El tema de fondo es saber si los mexicanos están esperando estadistas o, como los votantes norteamericanos, prefieren que sea simplemente alguien como ellos, uno del montón, no precisamente más culto, original y profundo, sino simplemente alguien que parezca decidido, firme y carismático. Si tal fuera el caso, sobre aviso no hay engaño.
Pero me temo que los mexicanos seguimos atados a la figura del Tlatoani. En cada renovación presidencial una parte de nosotros quisiera creer que todavía es posible el arribo de una figura poderosa, justa y sabia, capaz de enrumbar al país por la ruta de la modernidad y el desarrollo.
La cultura del caudillo sigue vigente en el código genético nacional, por así decirlo. Implícitamente cultivamos la noción de que todo líder, sólo por serlo, es más inteligente, más preparado, más ilustrado y competente que el resto de los conciudadanos.
Y en verdad debe estar en los códigos genéticos porque por más que la experiencia nos muestra lo contrario, de alguna forma mantenemos la esperanza. Una esperanza absurda si nos atenemos a las palabras de Lord Bryce.

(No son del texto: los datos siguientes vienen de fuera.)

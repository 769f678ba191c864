//! # Per-Request Results
//!
//! Types describing the outcome of a single HTTP request as produced by the
//! request-issuing layer. Every issued request yields exactly one
//! [`RequestResult`]; successful requests carry a [`RequestTiming`] with the
//! total duration and the breakdown into connection phases.
//!
//! The module also contains [`RecordedResult`], the serialised form used when
//! results are written to or replayed from a JSON-lines capture.

use crate::error::ReplayError;
use serde::{Deserialize, Serialize};
use std::time::Duration;

/// Connection phases tracked for every successful request.
///
/// The declaration order is the order used in CSV columns and in the
/// per-phase details block of the text summary.
#[derive(Debug, Clone, Copy, PartialEq, Eq, PartialOrd, Ord, Hash, Serialize, Deserialize)]
#[serde(rename_all = "snake_case")]
pub enum Phase {
    /// DNS lookup plus TCP dial
    Connect,
    /// DNS lookup only
    Dns,
    /// Writing the request to the connection
    RequestWrite,
    /// Waiting for the first response byte
    ResponseWait,
    /// Reading the response body
    ResponseRead,
}

impl Phase {
    /// All phases in reporting order.
    pub const ALL: [Phase; 5] = [
        Phase::Connect,
        Phase::Dns,
        Phase::RequestWrite,
        Phase::ResponseWait,
        Phase::ResponseRead,
    ];

    /// Position of this phase in [`Phase::ALL`].
    pub fn index(self) -> usize {
        self as usize
    }

    /// Label used in the details block of the text summary.
    pub fn label(self) -> &'static str {
        match self {
            Phase::Connect => "DNS+dialup",
            Phase::Dns => "DNS-lookup",
            Phase::RequestWrite => "req write",
            Phase::ResponseWait => "resp wait",
            Phase::ResponseRead => "resp read",
        }
    }

    /// Column header used by the CSV dump.
    pub fn csv_header(self) -> &'static str {
        match self {
            Phase::Connect => "DNS+dialup",
            Phase::Dns => "DNS",
            Phase::RequestWrite => "Request-write",
            Phase::ResponseWait => "Response-delay",
            Phase::ResponseRead => "Response-read",
        }
    }
}

impl std::fmt::Display for Phase {
    fn fmt(&self, f: &mut std::fmt::Formatter<'_>) -> std::fmt::Result {
        write!(f, "{}", self.label())
    }
}

/// Timing breakdown of a request that received a response.
#[derive(Debug, Clone, PartialEq, Eq)]
pub struct RequestTiming {
    /// Wall time from request start to end of response read
    pub duration: Duration,
    /// Per-phase durations, indexed by [`Phase::index`]
    pub phases: [Duration; 5],
    pub status_code: u16,
    /// Response content length; negative when the server did not report one
    pub content_length: i64,
}

impl RequestTiming {
    /// Create a timing with all phase durations set to zero.
    pub fn new(duration: Duration, status_code: u16, content_length: i64) -> Self {
        Self {
            duration,
            phases: [Duration::ZERO; 5],
            status_code,
            content_length,
        }
    }

    /// Builder-style setter for a single phase duration.
    pub fn with_phase(mut self, phase: Phase, duration: Duration) -> Self {
        self.phases[phase.index()] = duration;
        self
    }

    pub fn phase(&self, phase: Phase) -> Duration {
        self.phases[phase.index()]
    }
}

/// Outcome of one issued request.
///
/// Failures keep the error opaque: the reporting stage only ever looks at
/// its display string.
#[derive(Debug)]
pub enum RequestResult {
    Success(RequestTiming),
    Failure(anyhow::Error),
}

impl RequestResult {
    pub fn success(timing: RequestTiming) -> Self {
        RequestResult::Success(timing)
    }

    pub fn failure<E>(error: E) -> Self
    where
        E: Into<anyhow::Error>,
    {
        RequestResult::Failure(error.into())
    }

    pub fn is_success(&self) -> bool {
        matches!(self, RequestResult::Success(_))
    }
}

/// JSON-lines representation of a [`RequestResult`].
///
/// Durations are stored as seconds. A record with `error` set is a failure
/// and its timing fields are ignored.
#[derive(Debug, Clone, Default, PartialEq, Serialize, Deserialize)]
pub struct RecordedResult {
    #[serde(default, skip_serializing_if = "Option::is_none")]
    pub error: Option<String>,
    #[serde(default)]
    pub duration: f64,
    #[serde(default)]
    pub conn: f64,
    #[serde(default)]
    pub dns: f64,
    #[serde(default)]
    pub req: f64,
    #[serde(default)]
    pub delay: f64,
    #[serde(default)]
    pub res: f64,
    #[serde(default)]
    pub status_code: u16,
    #[serde(default)]
    pub content_length: i64,
}

impl RecordedResult {
    /// Convert a decoded record into a [`RequestResult`].
    ///
    /// `line` is only used to label errors.
    pub fn into_result(self, line: usize) -> Result<RequestResult, ReplayError> {
        if let Some(message) = self.error {
            return Ok(RequestResult::failure(anyhow::Error::msg(message)));
        }

        let secs = |field: &'static str, value: f64| {
            Duration::try_from_secs_f64(value).map_err(|_| ReplayError::InvalidDuration {
                line,
                field,
                value,
            })
        };

        let timing = RequestTiming::new(
            secs("duration", self.duration)?,
            self.status_code,
            self.content_length,
        )
        .with_phase(Phase::Connect, secs("conn", self.conn)?)
        .with_phase(Phase::Dns, secs("dns", self.dns)?)
        .with_phase(Phase::RequestWrite, secs("req", self.req)?)
        .with_phase(Phase::ResponseWait, secs("delay", self.delay)?)
        .with_phase(Phase::ResponseRead, secs("res", self.res)?);

        Ok(RequestResult::success(timing))
    }
}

Primero, porque en México los mejores hombres y mujeres por lo general no se dedican a la política. Un amigo procedente de una talentosa familia lo ponía muy claro: uno de los hermanos fue científico, él es un destacado abogado y la hermana es solista en una filarmónica. Como el más pequeño carecía de algún talento se dedicó a la política. Hoy es diputado.
No son precisamente los cuadros más cultos, estudiosos y honestos los que se orientan a la grilla. Ciertamente las habilidades políticas requieren cierta capacidad de manipulación y sentido de la oportunidad. Pero con más frecuencia no se necesita otra virtud que ser pariente o amigo de otro que ya escaló en la administración pública.
Segundo, incluso si por excepción a la regla un joven bienintencionado y culto se dedica a la política, es muy difícil que prospere dentro de ella, a menos que olvide sus libros y, sobre todo, sus buenas intenciones. En otras palabras, como diría Lord Bryce, las mejores personas no son las que avanzan en la política, incluso se quisieron dedicarse a ella.
Así que no esperemos otra cosa, independientemente de la tendencia ideológica que profesemos. Algunos políticos serán menos mediocres que otros, pero el sistema no prohíja Nelson Mandelas, más bien los impide. No son casuales los bajos raitings de confianza y legitimidad que padece la clase política prácticamente en todo el mundo.
La única manera en que podemos aspirar a un buen gobierno es asegurándonos que los políticos no gobiernen solos. Como suele decirse, los asuntos públicos son demasiado importantes para dejarlos exclusivamente en sus manos.
Y las manos de Peña Nieto no serán muy distintas. Ciertamente tiene los padrinos adecuados y fotografía muy bien. Pero librado a sí mismo estaríamos condenados a la mediocridad propia de los gobernantes.